• INPUT MATERIAL
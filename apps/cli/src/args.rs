//! Command-line surface of the `wmon` binary.

use clap::{Parser, Subcommand};
use std::path::PathBuf;

#[derive(Debug, Parser)]
#[command(name = "wmon")]
#[command(author = env!("CARGO_PKG_AUTHORS"))]
#[command(version = env!("CARGO_PKG_VERSION"))]
#[command(arg_required_else_help = true)]
#[command(about = "Inspect world monitor variants and run their relevance filters")]
pub(crate) struct Cli {
    /// Configuration file (defaults to an optional `monitor.*` in the working directory)
    #[arg(short, long, global = true, value_name = "PATH")]
    pub(crate) config: Option<PathBuf>,

    /// Variant to load, overriding the configured one
    #[arg(short, long, global = true, value_name = "NAME")]
    pub(crate) variant: Option<String>,

    #[command(subcommand)]
    pub(crate) command: Command,
}

#[derive(Debug, Subcommand)]
pub(crate) enum Command {
    /// List the variants compiled into this build
    Variants {},
    /// Print the resolved variant descriptor as JSON
    Show {},
    /// List feeds in the order the host should poll them
    Feeds {},
    /// Check whether a text pair is relevant to the variant
    Relevant {
        /// Primary text, usually a headline
        primary: String,
        /// Secondary text, usually a summary
        #[arg(default_value = "")]
        secondary: String,
    },
    /// Check whether a coordinate falls inside the variant's region
    Locate {
        #[arg(allow_negative_numbers = true)]
        latitude: f64,
        #[arg(allow_negative_numbers = true)]
        longitude: f64,
    },
    /// Read `primary<TAB>secondary` lines from stdin and echo the relevant ones
    Filter {},
    /// Validate the variant's catalog and print a summary
    Validate {},
}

• ACTION ITEM
From the listing above, copy every line that holds the string "text".

• REPLY
    /// Check whether a text pair is relevant to the variant
        /// Primary text, usually a headline
        /// Secondary text, usually a summary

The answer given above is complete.